Calibrating for your environment
generating your own voices with animated pictures

Inspiration

A lot of people want to speak online but don’t feel safe doing it. Between cyberbullying and privacy concerns, many stay silent. We wanted to give people a way to express themselves without exposing their identity.

What it does

Echo.io lets you speak naturally while an AI character speaks for you. It blends your words, pacing, and emotion into a VTuber-style voice so listeners hear how you feel without hearing your real voice.

How we built it

We stream speech through ElevenLabs and process it in real time. We track timing, speed, and tone to estimate emotion, then clean and re-express the speech through an AI character while keeping it natural.

Challenges we ran into

Live speech is messy. Transcriptions constantly change, words repeat, and AI likes to hallucinate. Making everything feel smooth in real time without breaking character was hard.

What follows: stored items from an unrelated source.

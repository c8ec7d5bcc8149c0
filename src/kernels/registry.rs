//! Kernel registry for managing named numeric kernels.

use crate::core::error::{ProcessError, ProcessResult};
use crate::core::image::ImageDescriptor;
use crate::core::params::ArgValue;
use crate::execution::callback::{
    ColorPoint, Conditional, MultiColorPoint, MultiPoint, Outcome, RenderPoint, UnaryPoint,
};
use crate::execution::dispatcher::Dispatcher;
use indexmap::IndexMap;
use log::debug;
use serde::{Deserialize, Serialize};
use std::fmt;
use std::ops::RangeInclusive;
use std::sync::Arc;

/// Unary point kernel.
pub type UnaryPointKernel = Arc<dyn Fn(UnaryPoint<'_>) -> Outcome<f32> + Send + Sync>;
/// Unary color kernel.
pub type UnaryColorKernel = Arc<dyn Fn(ColorPoint<'_>) -> Outcome<()> + Send + Sync>;
/// Multi-image point kernel.
pub type MultiPointKernel = Arc<dyn Fn(MultiPoint<'_>) -> Outcome<f32> + Send + Sync>;
/// Multi-image color kernel.
pub type MultiColorKernel = Arc<dyn Fn(MultiColorPoint<'_>) -> Outcome<()> + Send + Sync>;
/// Render kernel.
pub type RenderKernel = Arc<dyn Fn(RenderPoint<'_>) -> Outcome<f32> + Send + Sync>;
/// Conditional render kernel.
pub type RenderCondKernel = Arc<dyn Fn(RenderPoint<'_>) -> Outcome<Conditional> + Send + Sync>;

/// Extra parameter validation, run before any pixel is touched.
pub type ParamCheck = Arc<dyn Fn(&[f32]) -> Result<(), String> + Send + Sync>;

/// Which dispatcher operation a kernel plugs into.
#[derive(Debug, Clone, Copy, PartialEq, Eq, Hash, Serialize, Deserialize)]
#[serde(rename_all = "snake_case")]
pub enum Signature {
    UnaryPoint,
    UnaryColor,
    MultiPoint,
    MultiColor,
    Render,
    RenderCond,
}

impl Signature {
    pub fn name(self) -> &'static str {
        match self {
            Signature::UnaryPoint => "unary point",
            Signature::UnaryColor => "unary color",
            Signature::MultiPoint => "multi point",
            Signature::MultiColor => "multi color",
            Signature::Render => "render",
            Signature::RenderCond => "conditional render",
        }
    }

    /// Render kernels write into their single image and read no sources.
    pub fn is_render(self) -> bool {
        matches!(self, Signature::Render | Signature::RenderCond)
    }
}

impl fmt::Display for Signature {
    fn fmt(&self, f: &mut fmt::Formatter<'_>) -> fmt::Result {
        f.write_str(self.name())
    }
}

/// A kernel, tagged with its signature.
#[derive(Clone)]
pub enum Kernel {
    UnaryPoint(UnaryPointKernel),
    UnaryColor(UnaryColorKernel),
    MultiPoint(MultiPointKernel),
    MultiColor(MultiColorKernel),
    Render(RenderKernel),
    RenderCond(RenderCondKernel),
}

impl Kernel {
    pub fn unary_point<F>(f: F) -> Self
    where
        F: Fn(UnaryPoint<'_>) -> Outcome<f32> + Send + Sync + 'static,
    {
        Kernel::UnaryPoint(Arc::new(f))
    }

    pub fn unary_color<F>(f: F) -> Self
    where
        F: Fn(ColorPoint<'_>) -> Outcome<()> + Send + Sync + 'static,
    {
        Kernel::UnaryColor(Arc::new(f))
    }

    pub fn multi_point<F>(f: F) -> Self
    where
        F: Fn(MultiPoint<'_>) -> Outcome<f32> + Send + Sync + 'static,
    {
        Kernel::MultiPoint(Arc::new(f))
    }

    pub fn multi_color<F>(f: F) -> Self
    where
        F: Fn(MultiColorPoint<'_>) -> Outcome<()> + Send + Sync + 'static,
    {
        Kernel::MultiColor(Arc::new(f))
    }

    pub fn render<F>(f: F) -> Self
    where
        F: Fn(RenderPoint<'_>) -> Outcome<f32> + Send + Sync + 'static,
    {
        Kernel::Render(Arc::new(f))
    }

    pub fn render_cond<F>(f: F) -> Self
    where
        F: Fn(RenderPoint<'_>) -> Outcome<Conditional> + Send + Sync + 'static,
    {
        Kernel::RenderCond(Arc::new(f))
    }

    pub fn signature(&self) -> Signature {
        match self {
            Kernel::UnaryPoint(_) => Signature::UnaryPoint,
            Kernel::UnaryColor(_) => Signature::UnaryColor,
            Kernel::MultiPoint(_) => Signature::MultiPoint,
            Kernel::MultiColor(_) => Signature::MultiColor,
            Kernel::Render(_) => Signature::Render,
            Kernel::RenderCond(_) => Signature::RenderCond,
        }
    }
}

impl fmt::Debug for Kernel {
    fn fmt(&self, f: &mut fmt::Formatter<'_>) -> fmt::Result {
        write!(f, "Kernel({})", self.signature())
    }
}

/// A named kernel parameter.
#[derive(Debug, Clone, PartialEq, Serialize, Deserialize)]
pub struct KernelParam {
    pub name: String,
    pub description: String,
}

/// Descriptive data about a kernel.
#[derive(Debug, Clone, PartialEq, Serialize, Deserialize)]
pub struct KernelMetadata {
    /// Unique identifier used for lookup.
    pub id: String,
    /// Display name.
    pub name: String,
    pub description: String,
    /// Parameters in the order the kernel reads them.
    pub params: Vec<KernelParam>,
    /// Accepted number of source images.
    pub sources: RangeInclusive<usize>,
}

impl KernelMetadata {
    pub fn builder(id: impl Into<String>, name: impl Into<String>) -> KernelMetadataBuilder {
        KernelMetadataBuilder {
            metadata: KernelMetadata {
                id: id.into(),
                name: name.into(),
                description: String::new(),
                params: Vec::new(),
                sources: 1..=1,
            },
        }
    }
}

/// Builder for [`KernelMetadata`].
#[derive(Debug)]
pub struct KernelMetadataBuilder {
    metadata: KernelMetadata,
}

impl KernelMetadataBuilder {
    pub fn description(mut self, description: impl Into<String>) -> Self {
        self.metadata.description = description.into();
        self
    }

    pub fn param(mut self, name: impl Into<String>, description: impl Into<String>) -> Self {
        self.metadata.params.push(KernelParam {
            name: name.into(),
            description: description.into(),
        });
        self
    }

    pub fn sources(mut self, sources: RangeInclusive<usize>) -> Self {
        self.metadata.sources = sources;
        self
    }

    pub fn build(self) -> KernelMetadata {
        self.metadata
    }
}

/// Registry entry containing the kernel and its metadata.
#[derive(Clone)]
pub struct KernelEntry {
    pub kernel: Kernel,
    pub metadata: KernelMetadata,
    /// Optional extra parameter validation.
    pub check: Option<ParamCheck>,
}

impl KernelEntry {
    pub fn signature(&self) -> Signature {
        self.kernel.signature()
    }
}

impl fmt::Debug for KernelEntry {
    fn fmt(&self, f: &mut fmt::Formatter<'_>) -> fmt::Result {
        f.debug_struct("KernelEntry")
            .field("kernel", &self.kernel)
            .field("metadata", &self.metadata)
            .finish()
    }
}

/// Registry of named numeric kernels.
///
/// Each kernel is a pure function of its point argument, tagged with the
/// dispatcher signature it fits. [`KernelRegistry::apply`] validates the
/// kernel's parameters and routes it to the matching dispatcher operation.
#[derive(Debug, Default)]
pub struct KernelRegistry {
    kernels: IndexMap<String, KernelEntry>,
    signatures: IndexMap<Signature, Vec<String>>,
}

impl KernelRegistry {
    /// Create a new empty registry.
    pub fn new() -> Self {
        Self::default()
    }

    /// Create a registry pre-populated with the built-in kernels.
    pub fn with_builtins() -> Self {
        let mut registry = Self::new();
        crate::kernels::builtin::register_all(&mut registry);
        registry
    }

    /// Register a kernel. A kernel with the same id is replaced.
    pub fn register(&mut self, metadata: KernelMetadata, kernel: Kernel) {
        self.insert(metadata, kernel, None);
    }

    /// Register a kernel with an extra parameter check.
    pub fn register_with_check<C>(&mut self, metadata: KernelMetadata, kernel: Kernel, check: C)
    where
        C: Fn(&[f32]) -> Result<(), String> + Send + Sync + 'static,
    {
        self.insert(metadata, kernel, Some(Arc::new(check)));
    }

    fn insert(&mut self, metadata: KernelMetadata, kernel: Kernel, check: Option<ParamCheck>) {
        let id = metadata.id.clone();
        let signature = kernel.signature();
        if self.contains(&id) {
            self.unregister(&id);
        }

        self.kernels.insert(
            id.clone(),
            KernelEntry {
                kernel,
                metadata,
                check,
            },
        );
        self.signatures.entry(signature).or_default().push(id);
    }

    pub fn get_metadata(&self, id: &str) -> Option<&KernelMetadata> {
        self.kernels.get(id).map(|e| &e.metadata)
    }

    pub fn get_entry(&self, id: &str) -> Option<&KernelEntry> {
        self.kernels.get(id)
    }

    pub fn contains(&self, id: &str) -> bool {
        self.kernels.contains_key(id)
    }

    /// All registered kernel ids, in registration order.
    pub fn kernel_ids(&self) -> impl Iterator<Item = &str> {
        self.kernels.keys().map(|s| s.as_str())
    }

    pub fn kernels(&self) -> impl Iterator<Item = (&str, &KernelEntry)> {
        self.kernels.iter().map(|(k, v)| (k.as_str(), v))
    }

    pub fn kernels_by_signature(&self, signature: Signature) -> Vec<&str> {
        self.signatures
            .get(&signature)
            .map(|ids| ids.iter().map(|s| s.as_str()).collect())
            .unwrap_or_default()
    }

    pub fn signatures(&self) -> impl Iterator<Item = &Signature> {
        self.signatures.keys()
    }

    pub fn unregister(&mut self, id: &str) -> bool {
        match self.kernels.shift_remove(id) {
            Some(entry) => {
                if let Some(ids) = self.signatures.get_mut(&entry.signature()) {
                    ids.retain(|i| i != id);
                }
                true
            }
            None => false,
        }
    }

    pub fn len(&self) -> usize {
        self.kernels.len()
    }

    pub fn is_empty(&self) -> bool {
        self.kernels.is_empty()
    }

    /// Look up a kernel and check `params` against it.
    ///
    /// Too few parameters, or a failing extra check, is an invalid `params`
    /// argument.
    pub fn validate_params(&self, id: &str, params: &[f32]) -> ProcessResult<&KernelEntry> {
        let entry = self
            .kernels
            .get(id)
            .ok_or_else(|| ProcessError::invalid_argument("kernel", format!("unknown kernel '{}'", id)))?;

        let expected = entry.metadata.params.len();
        if params.len() < expected {
            let names: Vec<&str> = entry.metadata.params.iter().map(|p| p.name.as_str()).collect();
            return Err(ProcessError::invalid_argument(
                "params",
                format!(
                    "'{}' expects {} parameters ({}), got {}",
                    id,
                    expected,
                    names.join(", "),
                    params.len()
                ),
            ));
        }
        if let Some(check) = &entry.check {
            check(params).map_err(|reason| {
                ProcessError::invalid_argument("params", format!("'{}': {}", id, reason))
            })?;
        }
        Ok(entry)
    }

    /// Run kernel `id` over `dst`.
    ///
    /// Point and color kernels read `sources`; render kernels ignore them and
    /// overwrite `dst`.
    pub fn apply(
        &self,
        dispatcher: &Dispatcher,
        id: &str,
        sources: &[&ImageDescriptor],
        dst: &mut ImageDescriptor,
        params: &[f32],
    ) -> ProcessResult<bool> {
        self.run(dispatcher, id, sources, dst, params, false)
    }

    /// Run render kernel `id`, adding its values to the samples of `image`.
    pub fn accumulate(
        &self,
        dispatcher: &Dispatcher,
        id: &str,
        image: &mut ImageDescriptor,
        params: &[f32],
    ) -> ProcessResult<bool> {
        let signature = self.validate_params(id, params)?.signature();
        if signature != Signature::Render {
            return Err(ProcessError::invalid_argument(
                "kernel",
                format!("'{}' is a {} kernel, only render kernels accumulate", id, signature),
            ));
        }
        self.run(dispatcher, id, &[], image, params, true)
    }

    fn run(
        &self,
        dispatcher: &Dispatcher,
        id: &str,
        sources: &[&ImageDescriptor],
        dst: &mut ImageDescriptor,
        params: &[f32],
        plus: bool,
    ) -> ProcessResult<bool> {
        let entry = self.validate_params(id, params)?;
        let accepted = if entry.signature().is_render() {
            0..=0
        } else {
            entry.metadata.sources.clone()
        };
        if !accepted.contains(&sources.len()) {
            return Err(ProcessError::invalid_argument(
                "src_images",
                format!(
                    "'{}' takes {} to {} source images, got {}",
                    id,
                    accepted.start(),
                    accepted.end(),
                    sources.len()
                ),
            ));
        }
        debug!("kernel {} ({}) with {} parameters", id, entry.signature(), params.len());

        match &entry.kernel {
            Kernel::UnaryPoint(kernel) => dispatcher.invoke_unary_point_op(
                first_source(id, sources)?,
                dst,
                &**kernel,
                |kernel, point| kernel(point),
                params,
                id,
            ),
            Kernel::UnaryColor(kernel) => dispatcher.invoke_unary_point_color_op(
                first_source(id, sources)?,
                dst,
                &**kernel,
                |kernel, point| kernel(point),
                params,
                id,
            ),
            Kernel::MultiPoint(kernel) => dispatcher.invoke_multi_point_op(
                &ArgValue::images(sources),
                dst,
                &**kernel,
                |kernel, point| kernel(point),
                params,
                id,
            ),
            Kernel::MultiColor(kernel) => dispatcher.invoke_multi_point_color_op(
                &ArgValue::images(sources),
                dst,
                &**kernel,
                |kernel, point| kernel(point),
                params,
                id,
            ),
            Kernel::Render(kernel) => dispatcher.invoke_render_op(
                dst,
                &**kernel,
                |kernel, point| kernel(point),
                params,
                plus,
                id,
            ),
            Kernel::RenderCond(kernel) => dispatcher.invoke_render_cond_op(
                dst,
                &**kernel,
                |kernel, point| kernel(point),
                params,
                id,
            ),
        }
    }
}

/// Unary kernels need exactly one image even if their metadata admits none.
fn first_source<'a>(
    id: &str,
    sources: &[&'a ImageDescriptor],
) -> ProcessResult<&'a ImageDescriptor> {
    sources.first().copied().ok_or_else(|| {
        ProcessError::invalid_argument("src_images", format!("'{}' needs a source image", id))
    })
}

Emotions do not translate that well

Accomplishments that we're proud of

Even with multiple AI layers, the system stays surprisingly stable. The avatar for speaking is working better than what we initially expected

What we learned

There has been so much tools created for us to make life so much easier. We are able to learn a lot and know that understanding some of the tools will allow us to move so much faster as long as we understand the basic knowledge for what we are using.

What's next for Echo.io

Finding a more reliable way to stream data, and improve on the efficiency of the speech-to-text and text-to-speech pipeline. Provide more options for speech models, and accurately find the mood from wpm and context.